Another key problem is an ongoing dispute between states and tobacco companies, which are setting aside portions of their annual payments into so-called disputed payments accounts. The accounts are now estimated to total more than $7 billion.

Tobacco bonds are backed by payments made under a 1998 Master Settlement Agreement that requires tobacco manufacturers to make annual payments to states based on consumption and other factors. 

The companies’ annual payment in April 2011 was 5% less than a year earlier both because of fewer smokers and because Altria Group Inc., the parent of Philip Morris USA Inc. and the largest manufacturer in the settlement, decided for the first time to put part of its payment into the disputed-payment account.

Like Virginia, Ohio warned investors months ago that it would likely need to tap reserves to cover its December payment.

“Back in June, we let the market know that we felt [a reserve draw] was likely given the level of receipts in April and also the amount of money deposited in the disputed account,” said Ohio debt manager Kurt Kauffman. “Everyone saw the writing on the wall.”

The Buckeye Tobacco Settlement Financing Authority drew $7.4 million out of its reserve account to pay part of the $137.4 million interest payment due Dec. 1, according to a disclosure notice.

California’s Golden State Tobacco Securitization Corp. drew $12 million out of its reserves to cover its $155 million payment.

The Virginia Tobacco Settlement Financing Corp. drew $3.64 million from its reserve to supplement its interest payment on $1.5 billion of bonds issued in 2007. The reserve account had a remaining balance of $81.75 million.

The Buckeye bonds, issued in 2007 at the height of the credit bubble, were structured to withstand a 4% consumption decline.

More recent tobacco bond issues, in contrast, have built in much more conservative estimates for cash-flow coverage of annual debt-service costs. Illinois’ Railsplitter bonds, for example, allow room for steeper declines of as much as 10% before reserves would have to be tapped.

Kauffman said it was too early to tell whether Ohio would again need reserves to make its next payment, which covers both principal and interest, next June.

“It’s very difficult to predict what’s next in 2012,” he said. “I’m hearing that consumption decline has moderated, so that would help.
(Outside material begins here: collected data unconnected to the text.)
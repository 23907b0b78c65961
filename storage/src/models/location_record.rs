//! Location record model.
//!
//! Maps a row of the `locations` table. Only the columns the bot reads are decoded; other columns
//! are ignored, and every field is optional because the row is not owned by this system.

use serde::{Deserialize, Serialize};

#[derive(Debug, Clone, Default, PartialEq, Serialize, Deserialize)]
pub struct LocationRecord {
    #[serde(default)]
    pub id: Option<serde_json::Value>,
    #[serde(default)]
    pub name: Option<String>,
    #[serde(default, rename = "availableSups")]
    pub available_units: Option<i64>,
    #[serde(default)]
    pub owner_telegram_id: Option<i64>,
}

impl LocationRecord {
    /// Display name of the location, or `fallback` when the name is missing or blank.
    pub fn name_or<'a>(&'a self, fallback: &'a str) -> &'a str {
        self.name
            .as_deref()
            .filter(|name| !name.trim().is_empty())
            .unwrap_or(fallback)
    }
}
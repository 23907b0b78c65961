//! Wraps teloxide::Bot and implements [`dbot_core::Bot`]. Production code sends messages via
//! Telegram; tests substitute another Bot impl.

use async_trait::async_trait;
use dbot_core::{Bot as CoreBot, Chat, DbotError, Result, TextFormat};
use teloxide::payloads::SendMessageSetters;
use teloxide::prelude::*;
use teloxide::types::{ChatId, ParseMode};

/// Maps a core text format to the Telegram parse mode, `None` for plain text.
pub fn to_parse_mode(format: TextFormat) -> Option<ParseMode> {
    match format {
        TextFormat::Plain => None,
        TextFormat::Html => Some(ParseMode::Html),
    }
}

/// Thin wrapper around teloxide::Bot that implements dbot-core's Bot trait.
#[derive(Clone)]
pub struct TelegramBotAdapter {
    bot: teloxide::Bot,
}

impl TelegramBotAdapter {
    /// Creates an adapter from an existing teloxide Bot.
    pub fn new(bot: teloxide::Bot) -> Self {
        Self { bot }
    }
}

#[async_trait]
impl CoreBot for TelegramBotAdapter {
    async fn send_formatted(&self, chat: &Chat, text: &str, format: TextFormat) -> Result<()> {
        let request = self.bot.send_message(ChatId(chat.id), text.to_string());
        let request = match to_parse_mode(format) {
            Some(mode) => request.parse_mode(mode),
            None => request,
        };
        request.await.map_err(|e| DbotError::Bot(e.to_string()))?;
        Ok(())
    }
}
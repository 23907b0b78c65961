//! Bot abstraction for sending messages.
//!
//! [`Bot`] is transport-agnostic; dbot-telegram implements it via teloxide and tests substitute
//! a recording mock.

use crate::error::Result;
use crate::types::{Chat, Message};
use async_trait::async_trait;

/// Formatting applied by the transport when rendering a message.
#[derive(Debug, Clone, Copy, PartialEq, Eq, Default)]
pub enum TextFormat {
    /// Sent as-is, no entity parsing.
    #[default]
    Plain,
    /// Telegram HTML subset (`<b>`, `<code>`, `<a href>`). Callers escape user-provided text.
    Html,
}

/// Abstraction for sending messages. Implementations map to a transport (e.g. Telegram).
#[async_trait]
pub trait Bot: Send + Sync {
    /// Sends a message to the given chat using the given format.
    async fn send_formatted(&self, chat: &Chat, text: &str, format: TextFormat) -> Result<()>;

    /// Sends a plain text message to the given chat.
    async fn send_message(&self, chat: &Chat, text: &str) -> Result<()> {
        self.send_formatted(chat, text, TextFormat::Plain).await
    }

    /// Sends a plain text reply to the chat the message came from.
    async fn reply_to(&self, message: &Message, text: &str) -> Result<()> {
        self.send_formatted(&message.chat, text, TextFormat::Plain).await
    }

    /// Sends a formatted reply to the chat the message came from.
    async fn reply_formatted(&self, message: &Message, text: &str, format: TextFormat) -> Result<()> {
        self.send_formatted(&message.chat, text, format).await
    }
}
//! Bot configuration: Telegram connection, Supabase connection, log file. Loaded from env.
//!
//! Missing credentials are a startup error; the bot never starts polling without them.

mod bot_config;


pub use bot_config::{BotConfig, DEFAULT_LOG_FILE};
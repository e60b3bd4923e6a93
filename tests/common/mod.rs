//! Integration test common infrastructure.
//!
//! Provides a fake upstream server, a way to spawn the daemon binary
//! against it, and a thin local client that reads records.

pub mod client;
pub mod server;
pub mod upstream;

#[allow(unused_imports)]
pub use client::TestClient;
#[allow(unused_imports)]
pub use server::TestDaemon;
#[allow(unused_imports)]
pub use upstream::{FakeUpstream, UpstreamSession};
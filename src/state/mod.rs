//! State management module.
//!
//! Contains the connection Registry and connection ids.

mod registry;
mod uid;

pub use registry::{ConnectionState, Registry};
pub use uid::ConnId;
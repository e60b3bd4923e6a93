//! Error types for the hatcog protocol library.
//!
//! Parse failures are per-line and never fatal: callers log them and drop
//! the offending line. [`ProtocolError`] wraps them together with the
//! framing and encoding failures raised by the tokio codecs.

use thiserror::Error;

/// Convenience type alias for Results using [`ProtocolError`].
pub type Result<T, E = ProtocolError> = std::result::Result<T, E>;

/// Why a line was rejected as malformed.
#[derive(Clone, Copy, Debug, PartialEq, Eq)]
#[non_exhaustive]
pub enum MalformedKind {
    /// A `:prefix` was present but nothing followed it.
    PrefixWithoutCommand,
    /// The prefix contained more than one `!` separator.
    AmbiguousPrefix,
    /// No command token could be found.
    EmptyCommand,
    /// A CTCP `ACTION` carried no text.
    EmptyAction,
}

impl MalformedKind {
    /// Static label, suitable for log fields.
    pub fn as_str(self) -> &'static str {
        match self {
            Self::PrefixWithoutCommand => "prefix without command",
            Self::AmbiguousPrefix => "ambiguous user/host prefix",
            Self::EmptyCommand => "empty command",
            Self::EmptyAction => "action without text",
        }
    }
}

impl std::fmt::Display for MalformedKind {
    fn fmt(&self, f: &mut std::fmt::Formatter<'_>) -> std::fmt::Result {
        f.write_str(self.as_str())
    }
}

/// Errors produced by [`crate::parse`].
#[derive(Clone, Debug, PartialEq, Eq, Error)]
pub enum ParseError {
    /// The sanitized line was two bytes or shorter.
    #[error("line too short")]
    TooShort,

    /// The line did not follow the wire grammar.
    #[error("malformed line: {0}")]
    Malformed(MalformedKind),
}

/// Top-level protocol errors.
#[derive(Debug, Error)]
#[non_exhaustive]
pub enum ProtocolError {
    /// I/O error during reading or writing.
    #[error("io error: {0}")]
    Io(#[from] std::io::Error),

    /// Line was not valid UTF-8.
    #[error("invalid UTF-8 in line at byte {byte_pos}")]
    InvalidUtf8 {
        /// Byte position where UTF-8 validation failed.
        byte_pos: usize,
    },

    /// Line exceeded the maximum allowed length.
    #[error("line too long: {actual} bytes (limit: {limit})")]
    LineTooLong {
        /// Actual line length.
        actual: usize,
        /// Maximum allowed length.
        limit: usize,
    },

    /// Line could not be parsed.
    #[error(transparent)]
    Parse(#[from] ParseError),

    /// Record could not be encoded or decoded.
    #[error("record error: {0}")]
    Record(#[from] serde_json::Error),
}

impl ProtocolError {
    /// Whether the stream can keep being read after this error.
    ///
    /// Everything but I/O spoils a single line. The line codec resyncs at
    /// the next newline after an overlong or non-UTF-8 line.
    pub fn is_recoverable(&self) -> bool {
        !matches!(self, Self::Io(_))
    }
}
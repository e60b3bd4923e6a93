//! Core configuration types and loading.

use serde::Deserialize;
use std::net::SocketAddr;
use std::path::Path;
use thiserror::Error;

use super::defaults::{
    default_event_queue, default_listen_address, default_max_line_len, default_outgoing_queue,
};

/// Configuration errors.
#[derive(Debug, Error)]
pub enum ConfigError {
    #[error("failed to read config file: {0}")]
    Io(#[from] std::io::Error),
    #[error("failed to parse config: {0}")]
    Parse(#[from] toml::de::Error),
}

/// Daemon configuration.
#[derive(Debug, Clone, Deserialize)]
pub struct Config {
    /// Daemon identity.
    pub daemon: DaemonConfig,
    /// Local listener configuration.
    #[serde(default)]
    pub listen: ListenConfig,
    /// Upstream server connection.
    pub upstream: UpstreamConfig,
    /// Line and queue limits.
    #[serde(default)]
    pub limits: LimitsConfig,
}

impl Config {
    /// Load configuration from a TOML file.
    pub fn load<P: AsRef<Path>>(path: P) -> Result<Self, ConfigError> {
        let content = std::fs::read_to_string(path)?;
        let config: Config = toml::from_str(&content)?;
        Ok(config)
    }
}

/// Daemon identity configuration.
#[derive(Debug, Clone, Deserialize)]
pub struct DaemonConfig {
    /// Logical network name stamped on every relayed message (e.g., "libera").
    pub network: String,
}

/// Local listener configuration.
#[derive(Debug, Clone, Deserialize)]
pub struct ListenConfig {
    /// Address to bind to. Loopback by convention: no client authentication
    /// is performed.
    #[serde(default = "default_listen_address")]
    pub address: SocketAddr,
}

impl Default for ListenConfig {
    fn default() -> Self {
        Self {
            address: default_listen_address(),
        }
    }
}

/// Upstream server configuration.
#[derive(Debug, Clone, Deserialize)]
pub struct UpstreamConfig {
    /// Server address as `host:port`; resolved at connect time.
    pub address: String,
    /// Nickname to register with.
    pub nick: String,
    /// Username sent in USER (defaults to the nickname).
    #[serde(default)]
    pub username: Option<String>,
    /// Real name sent in USER (defaults to the nickname).
    #[serde(default)]
    pub realname: Option<String>,
}

impl UpstreamConfig {
    /// Username for the USER line.
    pub fn username(&self) -> &str {
        self.username.as_deref().unwrap_or(&self.nick)
    }

    /// Real name for the USER line.
    pub fn realname(&self) -> &str {
        self.realname.as_deref().unwrap_or(&self.nick)
    }
}

/// Line length and queue depth limits.
#[derive(Debug, Clone, Deserialize)]
pub struct LimitsConfig {
    /// Maximum line length accepted from upstream and from local clients.
    #[serde(default = "default_max_line_len")]
    pub max_line_len: usize,
    /// Records buffered per local connection before it counts as stalled.
    #[serde(default = "default_outgoing_queue")]
    pub outgoing_queue: usize,
    /// Depth of the dispatch loop's inbound queues.
    #[serde(default = "default_event_queue")]
    pub event_queue: usize,
}

impl Default for LimitsConfig {
    fn default() -> Self {
        Self {
            max_line_len: default_max_line_len(),
            outgoing_queue: default_outgoing_queue(),
            event_queue: default_event_queue(),
        }
    }
}
//! Per-command special cases of the wire format.
//!
//! Each table is an ordered list of rules. The parser applies the first
//! rule whose predicate matches and ignores the rest, so order matters.

use crate::command::{JOIN, PRIVMSG, RPL_AWAY};
use crate::ctcp::{Ctcp, CtcpKind};
use crate::error::{MalformedKind, ParseError};
use crate::message::Message;

/// A `(predicate -> transform)` entry.
#[derive(Clone, Copy)]
pub struct Rule {
    /// Name used in logs and tests.
    pub name: &'static str,
    /// Whether the rule applies to this message.
    pub applies: fn(&Message) -> bool,
    /// Rewrite the message in place.
    pub apply: fn(&mut Message) -> Result<(), ParseError>,
}

impl std::fmt::Debug for Rule {
    fn fmt(&self, f: &mut std::fmt::Formatter<'_>) -> std::fmt::Result {
        f.debug_struct("Rule").field("name", &self.name).finish()
    }
}

/// Channel inference, consulted only when no arg names a channel.
pub const CHANNEL_RULES: &[Rule] = &[
    Rule {
        name: "private-message-peer",
        applies: is_privmsg,
        apply: channel_from_user,
    },
    Rule {
        name: "join-trailing",
        applies: is_join,
        apply: channel_from_content,
    },
    Rule {
        name: "away-subject",
        applies: is_away_reply,
        apply: channel_from_away_subject,
    },
];

/// CTCP rewrites, applied to every parsed line.
pub const CONTENT_RULES: &[Rule] = &[
    Rule {
        name: "ctcp-action",
        applies: is_action,
        apply: rewrite_action,
    },
    Rule {
        name: "ctcp-version",
        applies: is_version,
        apply: rewrite_version,
    },
];

/// Apply the first matching rule of `rules`, returning its name.
pub fn apply_first(
    rules: &'static [Rule],
    msg: &mut Message,
) -> Result<Option<&'static str>, ParseError> {
    match rules.iter().find(|rule| (rule.applies)(msg)) {
        Some(rule) => {
            (rule.apply)(msg)?;
            Ok(Some(rule.name))
        }
        None => Ok(None),
    }
}

fn is_privmsg(msg: &Message) -> bool {
    msg.command == PRIVMSG
}

fn channel_from_user(msg: &mut Message) -> Result<(), ParseError> {
    msg.channel = msg.user.clone();
    Ok(())
}

fn is_join(msg: &Message) -> bool {
    msg.command == JOIN
}

fn channel_from_content(msg: &mut Message) -> Result<(), ParseError> {
    msg.channel = msg.content.clone();
    Ok(())
}

// `:server 301 me alice :gone fishing`: the away user is the second arg.
fn is_away_reply(msg: &Message) -> bool {
    msg.command == RPL_AWAY && msg.args.len() >= 2
}

fn channel_from_away_subject(msg: &mut Message) -> Result<(), ParseError> {
    msg.user = msg.args[1].clone();
    msg.channel = msg.user.clone();
    Ok(())
}

fn is_action(msg: &Message) -> bool {
    Ctcp::from_body(&msg.content).kind == CtcpKind::Action
}

fn rewrite_action(msg: &mut Message) -> Result<(), ParseError> {
    let text = Ctcp::from_body(&msg.content)
        .params
        .ok_or(ParseError::Malformed(MalformedKind::EmptyAction))?
        .to_owned();
    msg.command = CtcpKind::Action.to_string();
    msg.content = text;
    Ok(())
}

fn is_version(msg: &Message) -> bool {
    Ctcp::from_body(&msg.content).kind == CtcpKind::Version
}

fn rewrite_version(msg: &mut Message) -> Result<(), ParseError> {
    msg.command = CtcpKind::Version.to_string();
    msg.content.clear();
    Ok(())
}
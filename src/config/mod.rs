//! Configuration loading and management.
//!
//! This module is split into logical submodules:
//! - [`types`]: Config struct definitions and TOML loading
//! - [`defaults`]: serde default values
//! - [`validation`]: startup checks that collect every error at once

mod defaults;
mod types;
mod validation;

pub use types::{Config, LimitsConfig, UpstreamConfig};
pub use validation::validate;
The key thing for the next payment is what is deposited into the disputed accounts and whether there is any release from the accounts.”

Kauffman said the state has not run the numbers on how many payment declines it could withstand before reserves are depleted.

If Ohio drains its reserves, the bonds will remain outstanding longer than expected, exposing investors to what is called extension risk.

The Buckeye bonds’ final maturity is 2052, though the state originally projected the bonds to be retired by 2034 as a result of turbo redemptions. With less money to pay debt service, the rate of turbo redemptions will slow or stop in future years.

Richard Lehmann, president of Income Securities Advisors, tracks troubled municipal debt. He predicted that nearly all issuers will be forced to use reserve funds next year to cover payments, an action he calls a default.

“Tobacco bonds alone are going to make 2012 a record year for defaults,” Lehmann said. “This is a slow-moving train wreck. All these bonds were premised on a projection of tobacco consumption over 20 to 30 years. You can’t predict that. So the day of reckoning has come.”

In addition to the smoking decline and the dispute between tobacco companies and states, many state governments are also seeing lower than expected earnings on their escrow funds, Lehmann noted. “They all have to be building up sinking funds, and that was all built into the projections, including an assumption about rate of return,” he said.

Buckeye bonds maturing in 2030 yielded 9.3% in recent trading. Zero-coupon bonds maturing in 2052 saw yields of 12.3% in trading earlier this week, according to the Municipal Securities Rulemaking Board’s website.

On the Virginia bonds, a customer on Friday bought $40,000 of senior bonds maturing in 2046 for 62-cents on the dollar to yield 10.97%. Some of the subordinate bonds are trading for pennies on the dollar.